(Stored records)
......

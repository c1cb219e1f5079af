pub mod common;
pub mod file_source;
pub mod processor_base;

// Re-export commonly used items
pub use common::RunSummary;
pub use file_source::JsonFileSource;
pub use processor_base::{MailSource, NotificationSink, PrimaryClassifier, TriageProcessor};
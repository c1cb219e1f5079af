//! Email triage core: keyword lexicon, fallback classification, record
//! building and keyword analytics. Everything here is pure and synchronous.
pub mod analytics;
pub mod classifier;
pub mod error;
pub mod lexicon;
pub mod record;
pub mod text;

pub use analytics::{
    AnalyticsReport, Aggregator, CategoryAnalytics, KeywordFilter, ProcessingPeriod, ReportSummary,
};
pub use classifier::{FallbackClassifier, PrimaryVerdict, Triage};
pub use error::TriageError;
pub use lexicon::{CategoryRule, Lexicon};
pub use record::{ClassificationResult, ClassificationSource, Email, Record};
use std::collections::HashMap;

use anyhow::{Context, Result};
use log::{error, info};
use serde_json::{json, Value};
use slack_morphism::prelude::*;

use crate::config::{SlackConfig, TriageConfig};
use crate::email::NotificationSink;
use crate::triage::text::truncate_with_ellipsis;
use crate::triage::Record;

const SUBJECT_PREVIEW_CHARS: usize = 50;

enum SlackTransport {
    /// Webhook entrant, le canal est donné dans le payload
    Webhook {
        http: reqwest::Client,
        url: String,
    },
    /// Token bot, `chat.postMessage`
    Bot {
        client: SlackClient<SlackClientHyperHttpsConnector>,
        token: SlackApiToken,
    },
}

/// Notifications Slack des emails triés, par webhook entrant ou token bot.
pub struct SlackNotifier {
    transport: SlackTransport,
    username: String,
    icon_emoji: String,
    colors: HashMap<String, String>,
}

impl SlackNotifier {
    pub fn new(config: &SlackConfig, triage: &TriageConfig) -> Result<Self> {
        info!("Initialisation du notifieur Slack");

        let transport = match (&config.bot_token, &config.webhook_url) {
            (Some(bot_token), _) => {
                info!("Transport Slack: token bot (chat.postMessage)");
                let client = SlackClient::new(SlackClientHyperHttpsConnector::new()?);
                let token = SlackApiToken::new(bot_token.clone().into());
                SlackTransport::Bot { client, token }
            }
            (None, Some(url)) => {
                info!("Transport Slack: webhook entrant");
                SlackTransport::Webhook {
                    http: reqwest::Client::new(),
                    url: url.clone(),
                }
            }
            (None, None) => {
                anyhow::bail!("Configuration Slack sans URL de webhook ni token bot")
            }
        };

        let colors = triage
            .categories
            .iter()
            .map(|c| (c.name.trim().to_string(), triage.color_for(c.name.trim()).to_string()))
            .collect();

        Ok(SlackNotifier {
            transport,
            username: config.username.clone(),
            icon_emoji: config.icon_emoji.clone(),
            colors,
        })
    }

    fn color_for(&self, category: &str) -> &str {
        self.colors.get(category).map(String::as_str).unwrap_or("#808080")
    }

    /// Envoie la notification de tri d'un enregistrement sur `channel`.
    pub async fn notify_record(&self, record: &Record, channel: &str) -> Result<()> {
        info!("Envoi de notification Slack vers {} ({})", channel, record.category);

        match &self.transport {
            SlackTransport::Webhook { http, url } => {
                let payload = webhook_payload(
                    record,
                    channel,
                    self.color_for(&record.category),
                    &self.username,
                    &self.icon_emoji,
                    chrono::Utc::now().timestamp(),
                );
                Self::post_webhook(http, url, &payload).await
            }
            SlackTransport::Bot { client, token } => {
                Self::post_chat_message(client, token, channel, format_record_text(record)).await
            }
        }
    }

    /// Envoie un message texte simple
    pub async fn send_message(&self, channel: &str, text: &str) -> Result<()> {
        match &self.transport {
            SlackTransport::Webhook { http, url } => {
                let payload = json!({
                    "channel": channel,
                    "username": self.username,
                    "icon_emoji": self.icon_emoji,
                    "text": text,
                });
                Self::post_webhook(http, url, &payload).await
            }
            SlackTransport::Bot { client, token } => {
                Self::post_chat_message(client, token, channel, text.to_string()).await
            }
        }
    }

    async fn post_webhook(http: &reqwest::Client, url: &str, payload: &Value) -> Result<()> {
        let response = http
            .post(url)
            .json(payload)
            .send()
            .await
            .context("Impossible de joindre le webhook Slack")?;

        let status = response.status();
        if status.is_success() {
            info!("✅ Message Slack envoyé avec succès");
            Ok(())
        } else {
            error!("❌ Le webhook Slack a répondu {}", status);
            Err(anyhow::anyhow!("Échec de l'envoi de la notification Slack: {}", status))
        }
    }

    async fn post_chat_message(
        client: &SlackClient<SlackClientHyperHttpsConnector>,
        token: &SlackApiToken,
        channel: &str,
        text: String,
    ) -> Result<()> {
        // Créer la requête de message
        let post_chat_req = SlackApiChatPostMessageRequest::new(
            SlackChannelId::new(channel.to_string()),
            SlackMessageContent::new().with_text(text),
        );

        // Créer une session avec le token
        let session = client.open_session(token);

        match session.chat_post_message(&post_chat_req).await {
            Ok(response) => {
                info!("✅ Message Slack envoyé avec succès: {:?}", response.ts);
                Ok(())
            }
            Err(e) => {
                error!("❌ Erreur lors de l'envoi du message Slack: {}", e);
                Err(anyhow::anyhow!("Impossible d'envoyer le message Slack: {}", e))
            }
        }
    }
}

impl NotificationSink for SlackNotifier {
    fn notify<'a>(
        &'a self,
        record: &'a Record,
        channel: &'a str,
    ) -> std::pin::Pin<Box<dyn std::future::Future<Output = Result<()>> + Send + 'a>> {
        Box::pin(self.notify_record(record, channel))
    }

    fn notify_error<'a>(
        &'a self,
        channel: &'a str,
        message: &'a str,
    ) -> std::pin::Pin<Box<dyn std::future::Future<Output = Result<()>> + Send + 'a>> {
        Box::pin(async move {
            let text = format!("❌ *Email triage failed*\n```{}```", message);
            self.send_message(channel, &text).await
        })
    }
}

/// Payload du webhook entrant : une pièce jointe colorée avec le résumé,
/// l'expéditeur et le sujet tronqué.
pub fn webhook_payload(
    record: &Record,
    channel: &str,
    color: &str,
    username: &str,
    icon_emoji: &str,
    ts: i64,
) -> Value {
    json!({
        "channel": channel,
        "username": username,
        "icon_emoji": icon_emoji,
        "attachments": [
            {
                "color": color,
                "fields": [
                    {
                        "title": format!("New {} Email", record.category),
                        "value": record.summary,
                        "short": false
                    },
                    {
                        "title": "From",
                        "value": record.sender,
                        "short": true
                    },
                    {
                        "title": "Subject",
                        "value": truncate_with_ellipsis(&record.subject, SUBJECT_PREVIEW_CHARS),
                        "short": true
                    }
                ],
                "footer": "Email Triage System",
                "ts": ts
            }
        ]
    })
}

/// Texte mrkdwn équivalent, utilisé avec le transport bot.
pub fn format_record_text(record: &Record) -> String {
    format!(
        "📧 *New {} Email*\n\
         {}\n\n\
         • From: {}\n\
         • Subject: {}",
        record.category,
        record.summary,
        record.sender,
        truncate_with_ellipsis(&record.subject, SUBJECT_PREVIEW_CHARS)
    )
}

#[cfg(test)]
mod tests {
    use super::*;
    use chrono::Utc;

    fn record(subject: &str) -> Record {
        Record {
            timestamp: Utc::now(),
            category: "Billing".to_string(),
            summary: "Customer questions a premium fee".to_string(),
            sender: "billing.inquiry@company.com".to_string(),
            subject: subject.to_string(),
        }
    }

    #[test]
    fn test_webhook_payload_layout() {
        let payload = webhook_payload(
            &record("Question about my monthly invoice"),
            "#billing",
            "#4ecdc4",
            "Email Triage Bot",
            ":email:",
            1_700_000_000,
        );

        assert_eq!(payload["channel"], "#billing");
        assert_eq!(payload["username"], "Email Triage Bot");
        assert_eq!(payload["icon_emoji"], ":email:");

        let attachment = &payload["attachments"][0];
        assert_eq!(attachment["color"], "#4ecdc4");
        assert_eq!(attachment["footer"], "Email Triage System");
        assert_eq!(attachment["ts"], 1_700_000_000);
        assert_eq!(attachment["fields"][0]["title"], "New Billing Email");
        assert_eq!(attachment["fields"][0]["value"], "Customer questions a premium fee");
        assert_eq!(attachment["fields"][0]["short"], false);
        assert_eq!(attachment["fields"][1]["value"], "billing.inquiry@company.com");
        assert_eq!(attachment["fields"][2]["value"], "Question about my monthly invoice");
    }

    #[test]
    fn test_long_subject_is_truncated() {
        let subject = "A".repeat(60);
        let payload = webhook_payload(&record(&subject), "#billing", "#fff", "bot", ":email:", 0);
        let expected = format!("{}...", "A".repeat(50));
        assert_eq!(payload["attachments"][0]["fields"][2]["value"], expected.as_str());

        let text = format_record_text(&record(&subject));
        assert!(text.contains(&expected));
        assert!(text.starts_with("📧 *New Billing Email*\nCustomer questions a premium fee\n"));
    }
}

......

§ ASSIGNMENT
Among the records above, which lines hold the word "SlackConfig"? Copy each one.

§ THE ANSWER
use crate::config::{SlackConfig, TriageConfig};
    pub fn new(config: &SlackConfig, triage: &TriageConfig) -> Result<Self> {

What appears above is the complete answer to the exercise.